## Exercise:
A complete, exact retyping of the data below is required.

· · ·

use charon_network::{minutes::Minutes, node::NodeIdx};
use serde::Serialize;

use crate::problem::{load::Load, request::RequestIdx, vehicle::VehicleIdx};

/// One leg of a reconstructed itinerary, between two service anchors
/// (pickup, delivery or depot). The `path` holds the literal node sequence
/// travelled, including pass-through junction nodes. Immutable once emitted.
#[derive(Serialize, Debug, Clone)]
pub struct Movement {
    pub(crate) origin: NodeIdx,
    pub(crate) destination: NodeIdx,
    pub(crate) start_time: Minutes,
    pub(crate) finish_time: Minutes,
    pub(crate) start_load: Load,
    pub(crate) finish_load: Load,
    pub(crate) request: Option<RequestIdx>,
    pub(crate) path: Vec<NodeIdx>,
    pub(crate) path_cost: f64,
    pub(crate) travel_time: Minutes,
    pub(crate) travel_distance: f64,
    pub(crate) status: String,
}

impl Movement {
    pub fn origin(&self) -> NodeIdx {
        self.origin
    }

    pub fn destination(&self) -> NodeIdx {
        self.destination
    }

    pub fn start_time(&self) -> Minutes {
        self.start_time
    }

    pub fn finish_time(&self) -> Minutes {
        self.finish_time
    }

    pub fn start_load(&self) -> Load {
        self.start_load
    }

    pub fn finish_load(&self) -> Load {
        self.finish_load
    }

    pub fn request(&self) -> Option<RequestIdx> {
        self.request
    }

    pub fn path(&self) -> &[NodeIdx] {
        &self.path
    }

    pub fn path_cost(&self) -> f64 {
        self.path_cost
    }

    pub fn travel_time(&self) -> Minutes {
        self.travel_time
    }

    pub fn travel_distance(&self) -> f64 {
        self.travel_distance
    }

    pub fn status(&self) -> &str {
        &self.status
    }
}

/// Full ordered itinerary of one vehicle, with aggregate totals summed over
/// its movements. A vehicle serving nothing has an empty trip.
#[derive(Serialize, Debug, Clone)]
pub struct Trip {
    vehicle: VehicleIdx,
    movements: Vec<Movement>,
    total_cost: f64,
    total_travel_time: Minutes,
    total_distance: f64,
}

impl Trip {
    pub fn new(vehicle: VehicleIdx, movements: Vec<Movement>) -> Self {
        let total_cost = movements.iter().map(|movement| movement.path_cost()).sum();
        let total_travel_time = movements.iter().map(|movement| movement.travel_time()).sum();
        let total_distance = movements
            .iter()
            .map(|movement| movement.travel_distance())
            .sum();

        Trip {
            vehicle,
            movements,
            total_cost,
            total_travel_time,
            total_distance,
        }
    }

    pub fn empty(vehicle: VehicleIdx) -> Self {
        Trip::new(vehicle, Vec::new())
    }

    pub fn vehicle(&self) -> VehicleIdx {
        self.vehicle
    }

    pub fn movements(&self) -> &[Movement] {
        &self.movements
    }

    pub fn is_empty(&self) -> bool {
        self.movements.is_empty()
    }

    pub fn total_cost(&self) -> f64 {
        self.total_cost
    }

    pub fn total_travel_time(&self) -> Minutes {
        self.total_travel_time
    }

    pub fn total_distance(&self) -> f64 {
        self.total_distance
    }
}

· · ·

## Your solution:
use charon_network::{minutes::Minutes, node::NodeIdx};
use serde::Serialize;

use crate::problem::{load::Load, request::RequestIdx, vehicle::VehicleIdx};

/// One leg of a reconstructed itinerary, between two service anchors
/// (pickup, delivery or depot). The `path` holds the literal node sequence
/// travelled, including pass-through junction nodes. Immutable once emitted.
#[derive(Serialize, Debug, Clone)]
pub struct Movement {
    pub(crate) origin: NodeIdx,
    pub(crate) destination: NodeIdx,
    pub(crate) start_time: Minutes,
    pub(crate) finish_time: Minutes,
    pub(crate) start_load: Load,
    pub(crate) finish_load: Load,
    pub(crate) request: Option<RequestIdx>,
    pub(crate) path: Vec<NodeIdx>,
    pub(crate) path_cost: f64,
    pub(crate) travel_time: Minutes,
    pub(crate) travel_distance: f64,
    pub(crate) status: String,
}

impl Movement {
    pub fn origin(&self) -> NodeIdx {
        self.origin
    }

    pub fn destination(&self) -> NodeIdx {
        self.destination
    }

    pub fn start_time(&self) -> Minutes {
        self.start_time
    }

    pub fn finish_time(&self) -> Minutes {
        self.finish_time
    }

    pub fn start_load(&self) -> Load {
        self.start_load
    }

    pub fn finish_load(&self) -> Load {
        self.finish_load
    }

    pub fn request(&self) -> Option<RequestIdx> {
        self.request
    }

    pub fn path(&self) -> &[NodeIdx] {
        &self.path
    }

    pub fn path_cost(&self) -> f64 {
        self.path_cost
    }

    pub fn travel_time(&self) -> Minutes {
        self.travel_time
    }

    pub fn travel_distance(&self) -> f64 {
        self.travel_distance
    }

    pub fn status(&self) -> &str {
        &self.status
    }
}

/// Full ordered itinerary of one vehicle, with aggregate totals summed over
/// its movements. A vehicle serving nothing has an empty trip.
#[derive(Serialize, Debug, Clone)]
pub struct Trip {
    vehicle: VehicleIdx,
    movements: Vec<Movement>,
    total_cost: f64,
    total_travel_time: Minutes,
    total_distance: f64,
}

impl Trip {
    pub fn new(vehicle: VehicleIdx, movements: Vec<Movement>) -> Self {
        let total_cost = movements.iter().map(|movement| movement.path_cost()).sum();
        let total_travel_time = movements.iter().map(|movement| movement.travel_time()).sum();
        let total_distance = movements
            .iter()
            .map(|movement| movement.travel_distance())
            .sum();

        Trip {
            vehicle,
            movements,
            total_cost,
            total_travel_time,
            total_distance,
        }
    }

    pub fn empty(vehicle: VehicleIdx) -> Self {
        Trip::new(vehicle, Vec::new())
    }

    pub fn vehicle(&self) -> VehicleIdx {
        self.vehicle
    }

    pub fn movements(&self) -> &[Movement] {
        &self.movements
    }

    pub fn is_empty(&self) -> bool {
        self.movements.is_empty()
    }

    pub fn total_cost(&self) -> f64 {
        self.total_cost
    }

    pub fn total_travel_time(&self) -> Minutes {
        self.total_travel_time
    }

    pub fn total_distance(&self) -> f64 {
        self.total_distance
    }
}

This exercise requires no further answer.